▶ WHAT IS BEING ASKED
For the listing below, return the line containing "user id found.", the line containing "to remount bind", and all lines in between, exactly as written and nothing else.

▶ DATASET EXTRACT
————

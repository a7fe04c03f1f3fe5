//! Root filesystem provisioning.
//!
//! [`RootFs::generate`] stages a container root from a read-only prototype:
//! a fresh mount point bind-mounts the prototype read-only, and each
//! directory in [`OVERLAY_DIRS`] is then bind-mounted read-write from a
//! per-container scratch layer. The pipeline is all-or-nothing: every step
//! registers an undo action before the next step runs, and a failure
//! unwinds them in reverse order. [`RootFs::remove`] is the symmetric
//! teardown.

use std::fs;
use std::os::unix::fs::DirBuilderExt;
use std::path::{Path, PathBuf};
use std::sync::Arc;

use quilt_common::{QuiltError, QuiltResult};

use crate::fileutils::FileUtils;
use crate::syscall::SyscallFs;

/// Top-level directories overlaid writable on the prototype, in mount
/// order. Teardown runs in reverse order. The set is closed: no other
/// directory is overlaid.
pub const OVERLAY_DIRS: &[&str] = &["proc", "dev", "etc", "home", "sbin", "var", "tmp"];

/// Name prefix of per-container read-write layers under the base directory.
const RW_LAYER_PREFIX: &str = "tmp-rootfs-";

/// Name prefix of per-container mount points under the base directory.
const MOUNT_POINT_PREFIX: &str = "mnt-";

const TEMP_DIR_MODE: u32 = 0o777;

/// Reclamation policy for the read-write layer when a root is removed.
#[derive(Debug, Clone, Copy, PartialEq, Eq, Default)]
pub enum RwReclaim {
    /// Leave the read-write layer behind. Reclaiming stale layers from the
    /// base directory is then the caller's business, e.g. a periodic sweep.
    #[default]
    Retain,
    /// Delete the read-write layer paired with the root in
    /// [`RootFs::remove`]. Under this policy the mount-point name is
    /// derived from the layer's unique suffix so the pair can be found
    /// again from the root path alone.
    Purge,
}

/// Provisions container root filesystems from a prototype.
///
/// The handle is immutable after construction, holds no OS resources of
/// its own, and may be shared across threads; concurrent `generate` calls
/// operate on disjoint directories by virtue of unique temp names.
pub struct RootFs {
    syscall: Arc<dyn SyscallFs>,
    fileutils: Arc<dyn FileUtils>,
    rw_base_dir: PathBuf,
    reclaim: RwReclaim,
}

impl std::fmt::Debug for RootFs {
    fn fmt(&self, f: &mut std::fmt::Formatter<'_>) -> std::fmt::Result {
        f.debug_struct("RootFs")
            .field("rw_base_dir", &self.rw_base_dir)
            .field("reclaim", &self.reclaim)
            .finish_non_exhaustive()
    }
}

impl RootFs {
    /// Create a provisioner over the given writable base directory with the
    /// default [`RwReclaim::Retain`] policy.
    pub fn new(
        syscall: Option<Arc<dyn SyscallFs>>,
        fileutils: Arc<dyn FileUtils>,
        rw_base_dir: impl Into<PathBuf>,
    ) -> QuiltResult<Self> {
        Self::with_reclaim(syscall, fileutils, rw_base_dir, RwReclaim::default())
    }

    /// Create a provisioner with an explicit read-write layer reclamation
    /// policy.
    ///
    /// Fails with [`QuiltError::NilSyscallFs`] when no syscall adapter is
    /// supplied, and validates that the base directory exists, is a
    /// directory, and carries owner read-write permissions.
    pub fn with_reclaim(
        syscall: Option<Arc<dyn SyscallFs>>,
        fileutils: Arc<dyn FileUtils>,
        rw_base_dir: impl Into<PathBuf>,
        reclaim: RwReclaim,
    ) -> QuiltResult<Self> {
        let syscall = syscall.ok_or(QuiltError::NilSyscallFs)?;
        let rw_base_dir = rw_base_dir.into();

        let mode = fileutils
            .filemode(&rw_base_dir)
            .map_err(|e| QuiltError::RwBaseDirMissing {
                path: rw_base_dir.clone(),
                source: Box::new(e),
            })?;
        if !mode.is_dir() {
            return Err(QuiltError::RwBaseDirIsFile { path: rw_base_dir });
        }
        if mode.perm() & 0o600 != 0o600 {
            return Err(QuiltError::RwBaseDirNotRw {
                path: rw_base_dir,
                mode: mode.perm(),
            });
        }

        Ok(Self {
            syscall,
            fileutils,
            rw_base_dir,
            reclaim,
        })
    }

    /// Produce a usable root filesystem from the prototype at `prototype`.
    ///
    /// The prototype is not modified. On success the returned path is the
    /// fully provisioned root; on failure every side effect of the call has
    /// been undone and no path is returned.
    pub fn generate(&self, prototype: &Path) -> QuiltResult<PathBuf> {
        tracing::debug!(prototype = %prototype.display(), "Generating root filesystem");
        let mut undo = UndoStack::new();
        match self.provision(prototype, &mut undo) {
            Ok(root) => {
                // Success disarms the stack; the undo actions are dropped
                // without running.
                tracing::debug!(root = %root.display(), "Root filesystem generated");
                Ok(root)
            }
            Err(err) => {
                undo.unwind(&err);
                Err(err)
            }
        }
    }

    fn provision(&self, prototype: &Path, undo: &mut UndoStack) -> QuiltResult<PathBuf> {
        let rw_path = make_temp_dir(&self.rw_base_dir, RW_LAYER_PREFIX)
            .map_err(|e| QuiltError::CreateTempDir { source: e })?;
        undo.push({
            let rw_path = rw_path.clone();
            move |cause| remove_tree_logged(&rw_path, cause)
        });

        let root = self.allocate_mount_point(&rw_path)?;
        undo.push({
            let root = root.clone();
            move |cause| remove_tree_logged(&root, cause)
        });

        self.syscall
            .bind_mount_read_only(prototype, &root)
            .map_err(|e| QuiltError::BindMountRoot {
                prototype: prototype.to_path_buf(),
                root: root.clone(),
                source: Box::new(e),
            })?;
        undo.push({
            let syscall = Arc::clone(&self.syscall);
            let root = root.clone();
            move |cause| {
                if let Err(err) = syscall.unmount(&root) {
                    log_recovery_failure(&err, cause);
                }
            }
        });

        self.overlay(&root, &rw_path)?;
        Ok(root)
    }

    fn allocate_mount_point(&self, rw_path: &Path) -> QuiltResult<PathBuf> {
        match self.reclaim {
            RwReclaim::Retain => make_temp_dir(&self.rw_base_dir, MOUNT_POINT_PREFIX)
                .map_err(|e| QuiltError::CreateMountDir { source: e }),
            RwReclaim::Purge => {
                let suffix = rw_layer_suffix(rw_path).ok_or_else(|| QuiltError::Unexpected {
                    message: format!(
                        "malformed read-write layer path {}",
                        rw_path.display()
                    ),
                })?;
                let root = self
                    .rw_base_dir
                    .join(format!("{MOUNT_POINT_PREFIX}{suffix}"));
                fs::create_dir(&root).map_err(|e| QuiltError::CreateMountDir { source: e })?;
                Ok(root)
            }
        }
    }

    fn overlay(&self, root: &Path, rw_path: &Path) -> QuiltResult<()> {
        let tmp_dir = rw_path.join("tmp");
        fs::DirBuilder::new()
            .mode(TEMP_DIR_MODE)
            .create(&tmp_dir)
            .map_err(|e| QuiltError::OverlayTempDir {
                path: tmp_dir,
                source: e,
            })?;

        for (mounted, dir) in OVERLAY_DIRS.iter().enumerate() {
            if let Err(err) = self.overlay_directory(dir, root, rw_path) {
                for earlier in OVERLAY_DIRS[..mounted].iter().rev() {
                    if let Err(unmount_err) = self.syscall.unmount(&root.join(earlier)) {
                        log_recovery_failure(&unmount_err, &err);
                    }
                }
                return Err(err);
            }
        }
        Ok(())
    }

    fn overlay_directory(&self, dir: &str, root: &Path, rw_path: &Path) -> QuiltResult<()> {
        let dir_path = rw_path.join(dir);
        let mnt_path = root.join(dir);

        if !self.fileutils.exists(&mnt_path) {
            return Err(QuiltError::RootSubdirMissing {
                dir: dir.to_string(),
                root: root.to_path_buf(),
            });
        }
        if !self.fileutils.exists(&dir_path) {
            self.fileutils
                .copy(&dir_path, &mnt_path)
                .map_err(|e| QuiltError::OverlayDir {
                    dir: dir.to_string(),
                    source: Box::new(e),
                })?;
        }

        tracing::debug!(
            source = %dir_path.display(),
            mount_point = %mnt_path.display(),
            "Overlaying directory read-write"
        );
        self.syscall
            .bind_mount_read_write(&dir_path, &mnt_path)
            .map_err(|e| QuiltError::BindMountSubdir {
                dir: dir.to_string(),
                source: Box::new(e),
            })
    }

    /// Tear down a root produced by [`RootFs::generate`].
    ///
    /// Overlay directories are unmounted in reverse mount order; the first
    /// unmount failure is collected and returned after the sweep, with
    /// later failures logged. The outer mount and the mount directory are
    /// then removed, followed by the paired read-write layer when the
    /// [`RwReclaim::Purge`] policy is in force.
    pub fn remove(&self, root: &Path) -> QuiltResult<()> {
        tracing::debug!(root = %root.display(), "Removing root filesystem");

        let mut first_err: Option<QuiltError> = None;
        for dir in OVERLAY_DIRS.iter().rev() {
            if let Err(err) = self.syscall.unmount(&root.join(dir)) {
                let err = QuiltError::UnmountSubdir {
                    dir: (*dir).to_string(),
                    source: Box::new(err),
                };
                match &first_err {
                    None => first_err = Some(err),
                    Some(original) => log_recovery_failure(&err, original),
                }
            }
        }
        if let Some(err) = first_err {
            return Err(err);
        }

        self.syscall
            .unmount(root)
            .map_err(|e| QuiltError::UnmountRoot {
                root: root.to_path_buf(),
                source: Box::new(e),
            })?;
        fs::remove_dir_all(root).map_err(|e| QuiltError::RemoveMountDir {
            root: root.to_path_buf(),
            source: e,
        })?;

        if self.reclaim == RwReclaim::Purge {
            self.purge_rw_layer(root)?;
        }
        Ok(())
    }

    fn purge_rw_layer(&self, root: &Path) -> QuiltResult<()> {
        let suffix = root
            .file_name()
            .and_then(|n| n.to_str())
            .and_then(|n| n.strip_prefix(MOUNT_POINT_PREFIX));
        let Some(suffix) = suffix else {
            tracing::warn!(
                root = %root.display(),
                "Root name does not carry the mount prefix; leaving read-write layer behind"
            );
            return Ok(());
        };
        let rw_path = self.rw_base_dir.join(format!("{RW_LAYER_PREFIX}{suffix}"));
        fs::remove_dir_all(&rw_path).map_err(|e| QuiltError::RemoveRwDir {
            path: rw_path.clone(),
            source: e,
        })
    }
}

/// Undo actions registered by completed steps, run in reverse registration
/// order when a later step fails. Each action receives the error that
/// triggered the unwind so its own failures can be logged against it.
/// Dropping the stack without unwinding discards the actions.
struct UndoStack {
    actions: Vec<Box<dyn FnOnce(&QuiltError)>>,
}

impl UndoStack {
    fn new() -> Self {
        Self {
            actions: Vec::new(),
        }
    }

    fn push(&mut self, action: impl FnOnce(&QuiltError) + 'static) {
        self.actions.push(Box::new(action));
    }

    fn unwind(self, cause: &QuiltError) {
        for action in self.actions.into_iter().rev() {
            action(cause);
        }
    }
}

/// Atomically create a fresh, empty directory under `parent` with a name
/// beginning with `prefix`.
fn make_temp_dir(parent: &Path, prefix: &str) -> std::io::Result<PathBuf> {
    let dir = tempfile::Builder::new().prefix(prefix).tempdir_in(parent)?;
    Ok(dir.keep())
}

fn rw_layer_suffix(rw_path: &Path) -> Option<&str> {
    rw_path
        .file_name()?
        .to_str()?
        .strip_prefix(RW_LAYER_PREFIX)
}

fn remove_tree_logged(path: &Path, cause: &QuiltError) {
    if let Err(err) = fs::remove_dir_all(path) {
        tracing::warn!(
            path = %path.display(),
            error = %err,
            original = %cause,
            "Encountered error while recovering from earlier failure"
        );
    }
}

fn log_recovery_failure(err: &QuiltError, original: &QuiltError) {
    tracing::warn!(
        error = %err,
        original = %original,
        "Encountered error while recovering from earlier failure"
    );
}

————

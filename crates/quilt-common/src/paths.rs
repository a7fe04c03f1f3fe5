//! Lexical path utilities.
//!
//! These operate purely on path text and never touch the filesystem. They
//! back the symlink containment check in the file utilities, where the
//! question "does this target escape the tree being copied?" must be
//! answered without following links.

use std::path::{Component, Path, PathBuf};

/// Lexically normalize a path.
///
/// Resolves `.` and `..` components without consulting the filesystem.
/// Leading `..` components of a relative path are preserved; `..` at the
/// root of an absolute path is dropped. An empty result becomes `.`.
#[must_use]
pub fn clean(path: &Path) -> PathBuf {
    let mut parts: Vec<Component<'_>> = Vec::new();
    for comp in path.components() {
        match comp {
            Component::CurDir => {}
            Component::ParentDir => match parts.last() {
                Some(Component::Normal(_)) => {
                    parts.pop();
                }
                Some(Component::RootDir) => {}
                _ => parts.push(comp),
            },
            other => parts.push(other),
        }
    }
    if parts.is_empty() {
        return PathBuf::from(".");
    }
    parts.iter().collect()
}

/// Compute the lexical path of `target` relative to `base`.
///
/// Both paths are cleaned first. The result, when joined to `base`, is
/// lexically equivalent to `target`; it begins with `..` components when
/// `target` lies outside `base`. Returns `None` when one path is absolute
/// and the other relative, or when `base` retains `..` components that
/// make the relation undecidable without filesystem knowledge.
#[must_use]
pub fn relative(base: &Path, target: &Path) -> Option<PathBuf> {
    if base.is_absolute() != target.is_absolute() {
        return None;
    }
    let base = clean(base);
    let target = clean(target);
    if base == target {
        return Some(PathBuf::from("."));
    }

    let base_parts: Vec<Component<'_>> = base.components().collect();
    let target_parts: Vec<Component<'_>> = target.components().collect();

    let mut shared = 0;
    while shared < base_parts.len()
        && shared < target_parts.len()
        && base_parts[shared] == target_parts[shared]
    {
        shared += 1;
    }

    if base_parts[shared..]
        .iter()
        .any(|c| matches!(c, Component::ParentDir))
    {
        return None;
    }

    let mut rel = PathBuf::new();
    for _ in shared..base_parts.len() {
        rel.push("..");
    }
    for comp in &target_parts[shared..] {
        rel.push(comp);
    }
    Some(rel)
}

————

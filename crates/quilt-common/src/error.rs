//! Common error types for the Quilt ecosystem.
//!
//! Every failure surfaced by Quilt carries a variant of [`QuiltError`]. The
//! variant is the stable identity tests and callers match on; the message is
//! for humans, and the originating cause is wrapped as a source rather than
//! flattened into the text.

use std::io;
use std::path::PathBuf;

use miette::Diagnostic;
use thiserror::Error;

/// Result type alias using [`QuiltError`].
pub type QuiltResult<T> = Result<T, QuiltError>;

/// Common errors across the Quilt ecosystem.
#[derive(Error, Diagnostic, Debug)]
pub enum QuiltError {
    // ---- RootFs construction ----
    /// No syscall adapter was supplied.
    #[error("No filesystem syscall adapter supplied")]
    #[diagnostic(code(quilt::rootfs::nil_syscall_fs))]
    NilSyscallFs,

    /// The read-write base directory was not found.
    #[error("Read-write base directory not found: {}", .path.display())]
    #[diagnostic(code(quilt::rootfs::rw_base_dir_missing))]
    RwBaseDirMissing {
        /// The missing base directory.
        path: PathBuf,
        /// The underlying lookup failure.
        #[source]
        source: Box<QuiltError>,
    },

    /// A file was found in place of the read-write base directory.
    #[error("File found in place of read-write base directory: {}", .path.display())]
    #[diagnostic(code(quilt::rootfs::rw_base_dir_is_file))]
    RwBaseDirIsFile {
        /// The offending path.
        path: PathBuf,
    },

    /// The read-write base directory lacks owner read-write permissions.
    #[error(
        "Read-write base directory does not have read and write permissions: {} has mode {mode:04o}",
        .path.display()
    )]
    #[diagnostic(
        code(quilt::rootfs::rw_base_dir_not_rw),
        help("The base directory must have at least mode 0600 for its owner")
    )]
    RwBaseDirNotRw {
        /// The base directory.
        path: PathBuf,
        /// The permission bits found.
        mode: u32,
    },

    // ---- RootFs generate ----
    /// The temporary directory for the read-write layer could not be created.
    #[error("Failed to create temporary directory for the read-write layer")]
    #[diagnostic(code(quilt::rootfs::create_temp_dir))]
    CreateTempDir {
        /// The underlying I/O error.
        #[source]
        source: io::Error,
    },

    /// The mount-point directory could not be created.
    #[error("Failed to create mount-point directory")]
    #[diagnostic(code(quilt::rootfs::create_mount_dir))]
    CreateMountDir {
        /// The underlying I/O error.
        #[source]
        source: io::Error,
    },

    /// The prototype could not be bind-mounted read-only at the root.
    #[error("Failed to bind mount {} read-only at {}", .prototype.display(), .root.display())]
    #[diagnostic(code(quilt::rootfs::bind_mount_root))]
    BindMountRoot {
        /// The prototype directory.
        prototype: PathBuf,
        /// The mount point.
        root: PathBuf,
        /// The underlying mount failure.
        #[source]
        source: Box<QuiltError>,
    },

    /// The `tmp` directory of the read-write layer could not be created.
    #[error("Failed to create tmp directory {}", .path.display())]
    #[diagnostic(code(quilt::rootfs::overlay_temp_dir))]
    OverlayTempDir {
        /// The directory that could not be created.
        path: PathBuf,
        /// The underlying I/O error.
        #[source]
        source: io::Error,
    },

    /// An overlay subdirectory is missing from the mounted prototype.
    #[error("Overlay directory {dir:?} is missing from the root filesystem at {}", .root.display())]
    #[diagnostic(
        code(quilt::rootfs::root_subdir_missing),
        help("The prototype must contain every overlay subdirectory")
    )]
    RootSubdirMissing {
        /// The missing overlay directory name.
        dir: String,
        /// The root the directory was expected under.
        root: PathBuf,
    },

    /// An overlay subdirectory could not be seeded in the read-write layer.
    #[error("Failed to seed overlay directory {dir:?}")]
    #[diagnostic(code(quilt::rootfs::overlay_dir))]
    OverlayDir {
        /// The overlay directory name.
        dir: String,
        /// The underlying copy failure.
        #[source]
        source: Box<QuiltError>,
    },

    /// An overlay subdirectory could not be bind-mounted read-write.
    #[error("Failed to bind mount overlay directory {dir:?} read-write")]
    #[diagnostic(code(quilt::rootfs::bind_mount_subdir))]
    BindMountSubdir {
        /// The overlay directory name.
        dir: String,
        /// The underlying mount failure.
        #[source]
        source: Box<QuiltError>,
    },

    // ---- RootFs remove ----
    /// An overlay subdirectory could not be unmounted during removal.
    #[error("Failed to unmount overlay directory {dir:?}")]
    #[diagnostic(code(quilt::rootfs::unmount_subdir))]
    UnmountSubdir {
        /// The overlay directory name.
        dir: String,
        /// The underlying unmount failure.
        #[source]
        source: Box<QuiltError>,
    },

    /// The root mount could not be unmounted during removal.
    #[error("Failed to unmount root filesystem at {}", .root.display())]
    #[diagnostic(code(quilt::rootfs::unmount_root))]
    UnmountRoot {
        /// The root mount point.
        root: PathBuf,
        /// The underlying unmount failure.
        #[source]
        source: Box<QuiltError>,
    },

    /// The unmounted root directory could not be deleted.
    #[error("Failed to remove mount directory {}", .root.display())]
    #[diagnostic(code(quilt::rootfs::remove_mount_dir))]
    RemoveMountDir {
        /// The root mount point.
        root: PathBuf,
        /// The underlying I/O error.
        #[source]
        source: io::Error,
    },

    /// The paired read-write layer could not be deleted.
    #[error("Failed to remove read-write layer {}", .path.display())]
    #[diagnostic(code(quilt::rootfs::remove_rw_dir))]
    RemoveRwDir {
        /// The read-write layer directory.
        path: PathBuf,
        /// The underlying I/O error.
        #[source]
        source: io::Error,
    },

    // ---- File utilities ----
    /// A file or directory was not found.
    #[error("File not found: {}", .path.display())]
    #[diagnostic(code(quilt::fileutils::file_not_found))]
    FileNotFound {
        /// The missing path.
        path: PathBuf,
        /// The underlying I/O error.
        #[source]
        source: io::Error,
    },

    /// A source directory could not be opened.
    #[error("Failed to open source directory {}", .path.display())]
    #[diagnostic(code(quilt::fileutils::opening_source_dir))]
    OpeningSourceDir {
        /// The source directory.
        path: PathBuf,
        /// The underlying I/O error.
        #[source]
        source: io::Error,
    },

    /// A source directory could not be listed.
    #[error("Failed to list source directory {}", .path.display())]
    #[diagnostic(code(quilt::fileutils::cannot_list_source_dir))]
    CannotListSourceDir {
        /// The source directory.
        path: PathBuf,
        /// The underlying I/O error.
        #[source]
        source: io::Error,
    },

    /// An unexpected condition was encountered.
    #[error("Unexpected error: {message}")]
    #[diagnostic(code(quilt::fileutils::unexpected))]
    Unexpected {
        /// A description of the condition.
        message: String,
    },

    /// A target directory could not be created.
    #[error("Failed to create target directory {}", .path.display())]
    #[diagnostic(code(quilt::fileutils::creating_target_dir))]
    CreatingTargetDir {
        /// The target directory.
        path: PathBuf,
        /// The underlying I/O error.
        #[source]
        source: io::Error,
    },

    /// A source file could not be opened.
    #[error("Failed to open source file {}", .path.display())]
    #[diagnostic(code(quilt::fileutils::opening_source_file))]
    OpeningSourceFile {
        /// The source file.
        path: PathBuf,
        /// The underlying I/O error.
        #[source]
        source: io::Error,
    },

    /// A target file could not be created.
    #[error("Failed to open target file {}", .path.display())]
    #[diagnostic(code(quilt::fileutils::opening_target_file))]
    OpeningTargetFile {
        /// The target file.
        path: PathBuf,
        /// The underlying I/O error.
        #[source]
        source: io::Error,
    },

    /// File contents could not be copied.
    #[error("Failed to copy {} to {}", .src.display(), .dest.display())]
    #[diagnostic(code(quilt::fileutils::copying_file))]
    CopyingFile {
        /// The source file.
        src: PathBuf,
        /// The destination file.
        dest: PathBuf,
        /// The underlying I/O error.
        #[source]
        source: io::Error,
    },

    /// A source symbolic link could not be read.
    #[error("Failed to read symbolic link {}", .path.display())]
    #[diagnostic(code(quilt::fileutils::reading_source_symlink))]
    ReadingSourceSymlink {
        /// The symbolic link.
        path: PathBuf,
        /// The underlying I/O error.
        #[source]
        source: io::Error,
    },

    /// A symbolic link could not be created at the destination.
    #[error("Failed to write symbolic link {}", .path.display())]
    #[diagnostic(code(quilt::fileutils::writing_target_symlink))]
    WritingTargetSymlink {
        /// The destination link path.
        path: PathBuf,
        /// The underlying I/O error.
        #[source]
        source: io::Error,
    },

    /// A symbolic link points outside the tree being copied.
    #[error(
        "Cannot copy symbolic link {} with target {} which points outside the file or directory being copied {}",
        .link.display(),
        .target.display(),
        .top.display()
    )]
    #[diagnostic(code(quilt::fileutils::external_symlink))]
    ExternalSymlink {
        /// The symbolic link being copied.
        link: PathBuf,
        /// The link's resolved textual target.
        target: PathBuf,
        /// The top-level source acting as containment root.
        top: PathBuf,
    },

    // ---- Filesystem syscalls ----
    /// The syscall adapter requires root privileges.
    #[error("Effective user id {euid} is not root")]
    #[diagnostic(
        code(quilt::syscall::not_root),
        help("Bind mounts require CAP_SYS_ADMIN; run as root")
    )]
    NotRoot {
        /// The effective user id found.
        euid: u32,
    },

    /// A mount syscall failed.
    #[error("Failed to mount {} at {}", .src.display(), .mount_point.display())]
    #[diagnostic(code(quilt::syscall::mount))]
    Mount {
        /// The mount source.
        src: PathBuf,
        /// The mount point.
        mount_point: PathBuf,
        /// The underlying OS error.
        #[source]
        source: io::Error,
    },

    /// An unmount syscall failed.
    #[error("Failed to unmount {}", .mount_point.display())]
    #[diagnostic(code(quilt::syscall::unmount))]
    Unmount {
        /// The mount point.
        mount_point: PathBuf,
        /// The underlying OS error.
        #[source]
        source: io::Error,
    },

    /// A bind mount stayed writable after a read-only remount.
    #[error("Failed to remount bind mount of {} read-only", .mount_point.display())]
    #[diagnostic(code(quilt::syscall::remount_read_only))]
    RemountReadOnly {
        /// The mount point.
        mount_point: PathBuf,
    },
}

————

▶ EXERCISE SOLUTION
        /// The effective user id found.
        euid: u32,
    },

    /// A mount syscall failed.
    #[error("Failed to mount {} at {}", .src.display(), .mount_point.display())]
    #[diagnostic(code(quilt::syscall::mount))]
    Mount {
        /// The mount source.
        src: PathBuf,
        /// The mount point.
        mount_point: PathBuf,
        /// The underlying OS error.
        #[source]
        source: io::Error,
    },

    /// An unmount syscall failed.
    #[error("Failed to unmount {}", .mount_point.display())]
    #[diagnostic(code(quilt::syscall::unmount))]
    Unmount {
        /// The mount point.
        mount_point: PathBuf,
        /// The underlying OS error.
        #[source]
        source: io::Error,
    },

    /// A bind mount stayed writable after a read-only remount.
    #[error("Failed to remount bind mount of {} read-only", .mount_point.display())]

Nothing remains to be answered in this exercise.